##### Data extract

//! Blocking outside of a message transfer: on a kernel wait list such as a
//! semaphore's, and for the answer of a closure posted to another CPU.

use crate::{block, receiver, IpcOutcome};
use abi::{commit_error, L4Error, L4Timeout, TimeoutPair};
use alloc::sync::Arc;
use context::{Context, ContextRef, IpcPhase, IpcWait, ThreadState};
use cpu::CpuId;
use queue::{Queue, QueueGuard, QueueStatus};
use scheduler::CpuSched;

/// Blocks the current context on `queue`, by priority, for at most `timeout`.
///
/// `waiters` is the caller's lock on `queue`; it is released once the
/// context is queued, so that a check the caller made under it (e.g., a
/// semaphore count) and the enqueue are atomic.
///
/// The caller commits the success tag to the frame beforehand. Whoever takes
/// the context off `queue` (with [`QueueStatus::Ok`]) and makes it ready
/// completes the wait; a timeout or a cancel overwrites the tag with
/// [`RTimeout`](L4Error::RTimeout) or [`RCanceled`](L4Error::RCanceled).
pub fn wait_on_queue(
    cs: &mut CpuSched,
    queue: &Arc<Queue<Context>>,
    mut waiters: QueueGuard<'_, Context>,
    timeout: L4Timeout,
) -> IpcOutcome {
    let me = cs.current().clone();
    assert!(
        !me.state().intersects(ThreadState::IPC_MASK),
        "wait_on_queue(): {:?} is already in an IPC operation", me
    );

    // a closed wait on ourselves, so that no sender matches
    me.set_partner(Some(&me));
    me.ipc().wait = IpcWait {
        phase: IpcPhase::QueueWait,
        timeout: TimeoutPair::new(timeout, L4Timeout::NEVER),
        wait_queue: Some(queue.clone()),
        ..IpcWait::default()
    };
    me.state_change_dirty(ThreadState::READY, ThreadState::RECEIVE_WAIT);
    waiters.enqueue_prio(me.clone(), me.sched().effective_prio());
    drop(waiters);
    debug!("{:?} waits on queue {:#x}", me, queue.id());

    receiver::setup_timer(cs, &me, timeout);
    if me.is_ready() {
        return queue_wait(cs, &me);
    }
    cs.schedule();
    IpcOutcome::Blocked
}

pub(crate) fn queue_wait(cs: &mut CpuSched, me: &ContextRef) -> IpcOutcome {
    let state = me.state();
    let aborted = state.intersects(ThreadState::CANCEL | ThreadState::TIMEOUT);
    if !aborted && me.in_sender_list() {
        return block(cs, me, IpcPhase::QueueWait);
    }
    cs.reset_timeout(me);

    let queue = me.ipc().wait.wait_queue.take();
    // whoever took us off the list handed us what we waited for
    let dequeued = queue.map_or(false, |q| q.dequeue(me, QueueStatus::Invalid));
    if dequeued {
        let err = if state.contains(ThreadState::CANCEL) { L4Error::RCanceled } else { L4Error::RTimeout };
        let tag = me.frame().tag();
        let tag = commit_error(&mut me.utcb(), err, tag);
        me.frame().set_tag(tag);
        debug!("{:?}: wait ended with {:?}", me, err);
    }

    me.state_del_dirty(ThreadState::FULL_IPC_MASK);
    me.set_partner(None);
    me.set_ipc_phase(IpcPhase::Idle);
    IpcOutcome::Done
}

/// Runs `f` on `target` and blocks the current context until it has run.
///
/// `f` gets the target's scheduler and the waiting context, into whose frame
/// and UTCB it commits its result. If `target` is this CPU, `f` runs right away.
pub fn call_remote<F>(cs: &mut CpuSched, target: CpuId, f: F) -> IpcOutcome
where
    F: FnOnce(&mut CpuSched, &ContextRef) + Send + 'static,
{
    let me = cs.current().clone();
    if cs.machine().route(target) == cs.cpu() {
        f(cs, &me);
        return IpcOutcome::Done;
    }

    me.state_change_dirty(ThreadState::READY, ThreadState::DRQ_WAIT);
    me.set_ipc_phase(IpcPhase::RemoteCall);
    let waiter = me.clone();
    cs.remote_call(target, move |remote| {
        f(remote, &waiter);
        if remote.xcpu_state_change(&waiter, ThreadState::DRQ_WAIT, ThreadState::READY, false) {
            remote.request_resched();
        }
    });
    cs.schedule();
    IpcOutcome::Blocked
}

pub(crate) fn remote_call_wait(cs: &mut CpuSched, me: &ContextRef) -> IpcOutcome {
    if me.state().contains(ThreadState::DRQ_WAIT) {
        return block(cs, me, IpcPhase::RemoteCall);
    }
    me.set_ipc_phase(IpcPhase::Idle);
    IpcOutcome::Done
}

##########

> _What to work on_:
Tallying every line that holds the string "frame", report the total for the records and nothing else.

> _Exercise output_:
4